- _Problem_: Among the records below, find each line bearing the word "else" and copy it.

***** Information given

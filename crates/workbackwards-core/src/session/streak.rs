//! Streak and session-length adaptation.
//!
//! Each recorded outcome moves the pair `(streak, session length)`:
//! a success extends the streak and grows the next session by the configured
//! increment, a failure resets both to their starting values. There is no
//! upper bound on session length; additions saturate instead of overflowing.

use serde::{Deserialize, Serialize};

/// Session length restored after any failed session.
pub const DEFAULT_SESSION_LENGTH_MIN: u32 = 5;

/// Daily increment used when none (or an invalid one) is configured.
pub const DEFAULT_INCREMENT_MIN: u32 = 1;

/// What the user reported after a session.
#[derive(Debug, Clone, Copy, PartialEq, Eq, Serialize, Deserialize)]
#[serde(rename_all = "snake_case")]
pub enum Outcome {
    Success,
    Failure,
}

impl Outcome {
    pub fn from_success(success: bool) -> Self {
        if success {
            Outcome::Success
        } else {
            Outcome::Failure
        }
    }

    pub fn is_success(&self) -> bool {
        matches!(self, Outcome::Success)
    }
}

/// The adaptive part of the settings.
#[derive(Debug, Clone, Copy, PartialEq, Eq, Serialize, Deserialize)]
pub struct StreakProgress {
    pub streak: u32,
    pub session_length_min: u32,
}

impl Default for StreakProgress {
    fn default() -> Self {
        Self {
            streak: 0,
            session_length_min: DEFAULT_SESSION_LENGTH_MIN,
        }
    }
}

impl StreakProgress {
    /// Apply one outcome.
    ///
    /// The reset length on failure is fixed and independent of `increment_min`.
    pub fn apply(self, outcome: Outcome, increment_min: u32) -> Self {
        match outcome {
            Outcome::Success => Self {
                streak: self.streak.saturating_add(1),
                session_length_min: self.session_length_min.saturating_add(increment_min),
            },
            Outcome::Failure => Self::default(),
        }
    }

    /// One-line summary of what changed, for display after an outcome.
    pub fn explain_change(&self, after: &StreakProgress) -> String {
        if after.streak > self.streak {
            format!(
                "Streak increased to {}! Next session: {} minutes.",
                after.streak, after.session_length_min
            )
        } else if self.streak > 0 || self.session_length_min != after.session_length_min {
            format!(
                "Streak reset from {}. Next session back to {} minutes.",
                self.streak, after.session_length_min
            )
        } else {
            format!(
                "Streak unchanged. Next session remains {} minutes.",
                after.session_length_min
            )
        }
    }
}

#[cfg(test)]
mod tests {
    use super::*;
    use proptest::prelude::*;

    #[test]
    fn success_adds_increment() {
        let before = StreakProgress {
            streak: 2,
            session_length_min: 7,
        };
        let after = before.apply(Outcome::Success, 3);
        assert_eq!(after.streak, 3);
        assert_eq!(after.session_length_min, 10);
    }

    #[test]
    fn failure_resets_to_default_regardless_of_increment() {
        let before = StreakProgress {
            streak: 40,
            session_length_min: 125,
        };
        let after = before.apply(Outcome::Failure, 9);
        assert_eq!(after, StreakProgress::default());
        assert_eq!(after.session_length_min, DEFAULT_SESSION_LENGTH_MIN);
    }

    #[test]
    fn growth_saturates_instead_of_overflowing() {
        let before = StreakProgress {
            streak: u32::MAX,
            session_length_min: u32::MAX - 1,
        };
        let after = before.apply(Outcome::Success, 10);
        assert_eq!(after.streak, u32::MAX);
        assert_eq!(after.session_length_min, u32::MAX);
    }

    #[test]
    fn explain_change_messages() {
        let start = StreakProgress::default();
        let up = start.apply(Outcome::Success, 2);
        assert_eq!(
            start.explain_change(&up),
            "Streak increased to 1! Next session: 7 minutes."
        );
        let down = up.apply(Outcome::Failure, 2);
        assert_eq!(
            up.explain_change(&down),
            "Streak reset from 1. Next session back to 5 minutes."
        );
        assert_eq!(
            start.explain_change(&start.apply(Outcome::Failure, 2)),
            "Streak unchanged. Next session remains 5 minutes."
        );
    }

    #[test]
    fn outcome_from_bool() {
        assert_eq!(Outcome::from_success(true), Outcome::Success);
        assert!(!Outcome::from_success(false).is_success());
    }

    proptest! {
        #[test]
        fn n_successes_grow_linearly(n in 0u32..500, k in 1u32..120) {
            let mut progress = StreakProgress::default();
            for _ in 0..n {
                progress = progress.apply(Outcome::Success, k);
            }
            prop_assert_eq!(progress.streak, n);
            prop_assert_eq!(progress.session_length_min, DEFAULT_SESSION_LENGTH_MIN + n * k);
        }

        #[test]
        fn failure_always_resets(streak in 0u32..10_000, length in 1u32..10_000, k in 1u32..500) {
            let progress = StreakProgress { streak, session_length_min: length };
            let after = progress.apply(Outcome::Failure, k);
            prop_assert_eq!(after.streak, 0);
            prop_assert_eq!(after.session_length_min, 5);
        }
    }
}
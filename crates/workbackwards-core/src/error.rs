//! Core error types for workbackwards-core.
//!
//! This module defines the error hierarchy using thiserror. Most failures in
//! this crate are recoverable: callers log them and fall back to defaults.

use std::path::PathBuf;
use thiserror::Error;

/// Core error type for workbackwards-core.
#[derive(Error, Debug)]
pub enum CoreError {
    /// Storage-related errors
    #[error("Storage error: {0}")]
    Storage(#[from] StorageError),

    /// Configuration-related errors
    #[error("Configuration error: {0}")]
    Config(#[from] ConfigError),

    /// Notification-related errors
    #[error("Notification error: {0}")]
    Notification(#[from] NotificationError),

    /// Session state machine errors
    #[error("Session error: {0}")]
    Session(#[from] SessionError),

    /// Validation errors
    #[error("Validation error: {0}")]
    Validation(#[from] ValidationError),
}

/// Key-value store errors.
#[derive(Error, Debug)]
pub enum StorageError {
    /// Failed to open database connection
    #[error("Failed to open database at {path}: {source}")]
    OpenFailed {
        path: PathBuf,
        #[source]
        source: rusqlite::Error,
    },

    /// Query execution failed
    #[error("Query failed: {0}")]
    QueryFailed(String),

    /// Database is locked
    #[error("Database is locked")]
    Locked,

    /// A stored value could not be encoded or decoded
    #[error("Failed to encode value for '{key}': {message}")]
    Encoding { key: String, message: String },

    /// Backend refused the operation (used by in-memory stores)
    #[error("Store unavailable: {0}")]
    Unavailable(String),
}

/// Configuration-specific errors.
#[derive(Error, Debug)]
pub enum ConfigError {
    /// Failed to load configuration
    #[error("Failed to load configuration from {path}: {message}")]
    LoadFailed { path: PathBuf, message: String },

    /// Failed to save configuration
    #[error("Failed to save configuration to {path}: {message}")]
    SaveFailed { path: PathBuf, message: String },

    /// Unknown configuration key
    #[error("Unknown configuration key: {0}")]
    UnknownKey(String),

    /// Invalid configuration value
    #[error("Invalid configuration value for '{key}': {message}")]
    InvalidValue { key: String, message: String },

    /// Data directory could not be determined or created
    #[error("Data directory unavailable: {0}")]
    DataDir(String),
}

/// Notification port errors.
#[derive(Error, Debug)]
pub enum NotificationError {
    /// The user (or configuration) has not granted notification permission
    #[error("Notification permissions not granted")]
    PermissionDenied,

    /// The backend failed to install a trigger
    #[error("Failed to schedule notification: {0}")]
    ScheduleFailed(String),

    /// The backend failed to cancel pending triggers
    #[error("Failed to cancel notifications: {0}")]
    CancelFailed(String),

    /// Backing store failure
    #[error(transparent)]
    Storage(#[from] StorageError),
}

/// Rejected session commands.
#[derive(Error, Debug, PartialEq, Eq)]
pub enum SessionError {
    /// The command is not valid in the current state
    #[error("Cannot {action} while {state}")]
    NotAllowed { action: &'static str, state: String },
}

/// Validation errors.
#[derive(Error, Debug, PartialEq, Eq)]
pub enum ValidationError {
    /// End time outside 00:00..=23:59
    #[error("Invalid end time {hour:02}:{minute:02}")]
    InvalidEndTime { hour: u32, minute: u32 },

    /// Invalid value
    #[error("Invalid value for '{field}': {message}")]
    InvalidValue { field: String, message: String },
}

impl From<rusqlite::Error> for StorageError {
    fn from(err: rusqlite::Error) -> Self {
        match &err {
            rusqlite::Error::SqliteFailure(inner, _msg) => {
                if inner.code == rusqlite::ErrorCode::DatabaseLocked {
                    StorageError::Locked
                } else {
                    StorageError::QueryFailed(err.to_string())
                }
            }
            _ => StorageError::QueryFailed(err.to_string()),
        }
    }
}

impl From<rusqlite::Error> for NotificationError {
    fn from(err: rusqlite::Error) -> Self {
        NotificationError::Storage(err.into())
    }
}

/// Result type alias for CoreError
pub type Result<T, E = CoreError> = std::result::Result<T, E>;
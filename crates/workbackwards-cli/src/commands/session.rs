use clap::Subcommand;
use workbackwards_core::{local_now, Config, Outcome};

use super::{open_controller, print_events};

#[derive(Subcommand)]
pub enum SessionAction {
    /// Start daily sessions and install the notifications
    Start,
    /// Stop daily sessions and cancel the notifications
    Stop,
    /// End the running session early
    End,
    /// Record that the session went well
    Yes,
    /// Record that the session did not go well
    No,
    /// Re-evaluate against the clock and print the current state as JSON
    Status,
}

pub fn run(action: SessionAction) -> Result<(), Box<dyn std::error::Error>> {
    let config = Config::load_or_default();
    let now = local_now();
    let mut controller = open_controller(&config, now)?;

    // Reconcile with the clock (and any missed window) before the command.
    let mut events = controller.initialize(now)?;
    let command_events = match action {
        SessionAction::Start => controller.start(now)?,
        SessionAction::Stop => controller.stop(now)?,
        SessionAction::End => controller.end_session(now)?,
        SessionAction::Yes => controller.record_outcome(Outcome::Success, now)?,
        SessionAction::No => controller.record_outcome(Outcome::Failure, now)?,
        SessionAction::Status => Vec::new(),
    };
    events.extend(command_events);
    events.push(controller.snapshot(now));

    print_events(&events)
}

**********

- _Response below_:
        } else {
        } else if self.streak > 0 || self.session_length_min != after.session_length_min {
        } else {
                } else {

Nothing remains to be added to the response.